On people anxious about the transition
Gallagher said he understands people’s fear of the unknown. “I think that’s just natural uncertainty, and it’s structural, and it’s temporary,” he said.
“The upside of these kinds of transitions is that we’re going to have a University-wide discussion about where Pitt is going, and it’s a chance to reflect on things that we’re doing really well and areas where we think we can do better and use that to try to identify somebody who’s going to be really helpful,” Gallagher said.
He noted that the new chancellor will not be filling his shoes, just as Gallagher did not fill Mark Nordenberg’s. Instead, he said, this is a relay race. “You want somebody who’s the best person to run the next leg of the relay, not the one we just did,” he said. “I tend to think these (transitions) are real opportunities. … and you’ll get all the advantages of somebody with fresh ideas and all of that kind of stuff coming in as well.”
He expects September to be a busy month as the search committee is formed and starts reaching out to the Pitt community for input.
On coping with COVID and other health concerns
Since March 2020, all of Pitt’s health issues were defined by the pandemic, Gallagher said, “and the truth of the matter is that the health and wellness of our community is affected by a lot of other things.”
Now that the pandemic is shifting into an endemic, the approach to COVID-19, like other common health programs, shifts to personal responsibility instead of institutional controls, the chancellor said.
“I do think and what I’m hoping is that we leave in place permanently a focal point for us to do health and wellness initiatives and efforts across the University and that can be adaptive to either great need, as it was in the case of the pandemic, or major opportunities,” he said.
He said Pitt is exploring whether to have a chief health and wellness person who would be a focal point for University-wide efforts, whether it’s mental health, stress, sexual health, reproductive health, staying healthy through flu and cold season, immunizations, or need-based events like monkeypox and the new emergence in West Nile virus.

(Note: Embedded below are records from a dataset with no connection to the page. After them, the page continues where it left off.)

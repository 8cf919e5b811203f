//! User interface components and rendering logic for the workflow studio.
//!
//! This module contains all the UI-related code including the main application
//! struct, the panel layout, canvas rendering, and user interaction handling.
//!
//! # Module Organization
//!
//! - `state` - Application state structures and the main StudioApp
//! - `canvas` - Canvas pointer handling and coordinate translation
//! - `rendering` - Drawing nodes, connections, grid, and drag previews
//! - `palette` - The draggable component library panel
//! - `properties` - The selected-component configuration panel

mod canvas;
mod palette;
mod properties;
mod rendering;
mod state;

pub use state::StudioApp;

use crate::backend::WorkflowSnapshot;
use eframe::egui;
use log::warn;

impl eframe::App for StudioApp {
    fn update(&mut self, ctx: &egui::Context, _frame: &mut eframe::Frame) {
        ctx.set_visuals(egui::Visuals::light());

        self.handle_delete_key(ctx);

        egui::TopBottomPanel::top("header_panel").show(ctx, |ui| {
            self.draw_header(ui);
        });

        egui::SidePanel::left("palette_panel")
            .resizable(false)
            .default_width(260.0)
            .show(ctx, |ui| {
                self.draw_palette(ui);
            });

        egui::SidePanel::right("properties_panel")
            .resizable(true)
            .default_width(300.0)
            .show(ctx, |ui| {
                self.draw_properties_panel(ui);
            });

        egui::CentralPanel::default().show(ctx, |ui| {
            self.draw_canvas(ui);
        });

        // Resolve a palette drop only after every panel has laid out, so the
        // canvas rectangle is this frame's. The ghost then skips the frame
        // the payload lands on.
        self.finish_palette_drag(ctx);
        self.draw_palette_ghost(ctx);
    }
}

impl StudioApp {
    /// Removes the selected component when Delete is pressed, unless a text
    /// field is currently consuming keyboard input.
    fn handle_delete_key(&mut self, ctx: &egui::Context) {
        let is_editing_text = ctx.wants_keyboard_input();
        if ctx.input(|i| i.key_pressed(egui::Key::Delete)) && !is_editing_text {
            self.editor.delete_selected();
        }
    }

    /// Draws the header: workflow title and subtitle on the left, the last
    /// save/run status and the Save/Run buttons on the right.
    fn draw_header(&mut self, ui: &mut egui::Ui) {
        ui.add_space(6.0);
        ui.horizontal(|ui| {
            ui.vertical(|ui| {
                let title = if self.is_edit_mode() {
                    format!("Edit Workflow: {}", self.workflow_name)
                } else {
                    "Create New Workflow".to_string()
                };
                ui.heading(title);

                let subtitle = if self.is_edit_mode() {
                    "Modify your automation workflow by updating components and connections"
                } else {
                    "Design your automation workflow by dragging components to the canvas and connecting them"
                };
                ui.label(egui::RichText::new(subtitle).small().weak());
            });

            ui.with_layout(egui::Layout::right_to_left(egui::Align::Center), |ui| {
                let run = egui::Button::new(egui::RichText::new("Run").color(egui::Color32::WHITE))
                    .fill(egui::Color32::from_rgb(22, 163, 74));
                if ui.add(run).clicked() {
                    self.run_workflow();
                }
                if ui.button("Save").clicked() {
                    self.save_workflow();
                }
                if let Some(status) = &self.status {
                    ui.label(egui::RichText::new(status).small().weak());
                }
            });
        });
        ui.add_space(6.0);
    }

    /// Captures a snapshot of the graph and hands it to the backend to save.
    fn save_workflow(&mut self) {
        let snapshot = WorkflowSnapshot::capture(self.editor.graph());
        match self
            .backend
            .save(self.workflow_id.as_deref(), &self.workflow_name, &snapshot)
        {
            Ok(()) => {
                self.status = Some(format!(
                    "Saved '{}' with {} components",
                    self.workflow_name,
                    snapshot.nodes.len()
                ));
            }
            Err(err) => {
                warn!("Save failed: {err}");
                self.status = Some(format!("Save failed: {err}"));
            }
        }
    }

    /// Captures a snapshot of the graph and hands it to the backend to run.
    fn run_workflow(&mut self) {
        let snapshot = WorkflowSnapshot::capture(self.editor.graph());
        match self
            .backend
            .run(self.workflow_id.as_deref(), &self.workflow_name, &snapshot)
        {
            Ok(()) => {
                self.status = Some(format!(
                    "Run started with {} components",
                    snapshot.nodes.len()
                ));
            }
            Err(err) => {
                warn!("Run failed: {err}");
                self.status = Some(format!("Run failed: {err}"));
            }
        }
    }

    /// Allocates the canvas painter, records this frame's canvas rectangle,
    /// and hands off to input handling and rendering.
    fn draw_canvas(&mut self, ui: &mut egui::Ui) {
        let (response, painter) =
            ui.allocate_painter(ui.available_size(), egui::Sense::click_and_drag());
        self.canvas_rect = response.rect;

        self.handle_canvas_input(ui, &response);
        self.render_canvas(&painter);
    }
}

One area of study the pandemic pushed aside was smoking and tobacco use on campus. Gallagher said just before the 2020 shutdown he had received a report on the subject with a lot of great ideas, and he’d like to see more action on that.
“This is a residential university, we live here. We want to thrive here and part of that is taking care of ourselves,” he said. “We all want to be in a university that can support that, and as a great medical university, we should be able to take advantage of the richness of expertise and talent that we have here. And I’m hoping that doesn’t go away. I hope that’s a permanent part of Pitt.”

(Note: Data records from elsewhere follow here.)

//! Component palette panel.
//!
//! Lists every component kind as a draggable card. Pressing a card picks the
//! kind up; [`StudioApp::finish_palette_drag`] resolves the drop once the
//! button comes up, so the palette itself never touches the graph.

use super::state::StudioApp;
use crate::catalog::CatalogEntry;
use crate::types::NodeKind;
use eframe::egui;
use eframe::epaint::StrokeKind;

/// Usage hints shown at the bottom of the palette.
const QUICK_TIPS: [&str; 4] = [
    "Drag components to canvas",
    "Click to select and configure",
    "Click output point to connect",
    "Build workflow left to right",
];

impl StudioApp {
    /// Draws the component palette: header, one card per component kind,
    /// and the quick-tips footer.
    pub fn draw_palette(&mut self, ui: &mut egui::Ui) {
        ui.add_space(4.0);
        ui.heading("Components");
        ui.label(
            egui::RichText::new("Drag components to the canvas to build your automation workflow")
                .small()
                .weak(),
        );
        ui.add_space(4.0);
        ui.separator();

        egui::ScrollArea::vertical().show(ui, |ui| {
            for kind in NodeKind::ALL {
                ui.add_space(6.0);
                let response = draw_palette_card(ui, kind.catalog());
                if response.drag_started() {
                    self.editor.begin_palette_drag(kind);
                }
            }

            ui.add_space(10.0);
            ui.separator();
            ui.label(egui::RichText::new("Quick Tips:").small().strong());
            for tip in QUICK_TIPS {
                ui.label(egui::RichText::new(format!("• {tip}")).small().weak());
            }
            ui.add_space(6.0);
        });
    }
}

/// Draws one palette card and returns its interaction response.
///
/// # Arguments
///
/// * `ui` - The egui UI context for the palette panel
/// * `entry` - Catalog entry describing the component kind
fn draw_palette_card(ui: &mut egui::Ui, entry: &CatalogEntry) -> egui::Response {
    let size = egui::vec2(ui.available_width(), 64.0);
    let (rect, response) = ui.allocate_exact_size(size, egui::Sense::click_and_drag());

    if ui.is_rect_visible(rect) {
        let painter = ui.painter();

        let tint = if response.hovered() { 0.18 } else { 0.10 };
        painter.rect_filled(rect, 6.0, entry.color.gamma_multiply(tint));
        painter.rect_stroke(
            rect,
            6.0,
            egui::Stroke::new(1.5, entry.color.gamma_multiply(0.45)),
            StrokeKind::Inside,
        );

        let chip = egui::Rect::from_center_size(
            egui::pos2(rect.min.x + 26.0, rect.center().y),
            egui::vec2(28.0, 28.0),
        );
        painter.rect_filled(chip, 4.0, entry.color);
        painter.text(
            chip.center(),
            egui::Align2::CENTER_CENTER,
            entry.icon,
            egui::FontId::proportional(14.0),
            egui::Color32::WHITE,
        );

        let text_x = rect.min.x + 48.0;
        painter.text(
            egui::pos2(text_x, rect.min.y + 12.0),
            egui::Align2::LEFT_TOP,
            entry.label,
            egui::FontId::proportional(13.0),
            egui::Color32::from_rgb(31, 41, 55),
        );
        painter.text(
            egui::pos2(text_x, rect.min.y + 32.0),
            egui::Align2::LEFT_TOP,
            entry.description,
            egui::FontId::proportional(10.0),
            egui::Color32::from_rgb(107, 114, 128),
        );
    }

    response
}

On the faculty union negotiations
“I’m going to deflect a little bit on this one because they’re in the middle of having discussions. I think maybe the worst thing I could do is sit on the sidelines and call balls and strikes as they’re trying to work together,” Gallagher said.
“My expectations really haven’t changed. I think the stakes are really high here — this is about our faculty. And I expect both sides to be at the table in a meaningful, diligent way and put the best interests of our faculty and our university at the forefront, and I just don’t see that I can help that dynamic by cheerleading or providing running commentary on the side.
“I have confidence that the two parties are there for the right reason doing the right thing. There’s going to be a lot of discussions to come. I’m sure there’s going to be some different viewpoints to work out. In my experience in negotiations, the negotiators need to have that trust with each other and the confidence that this is not being distorted on the outside.”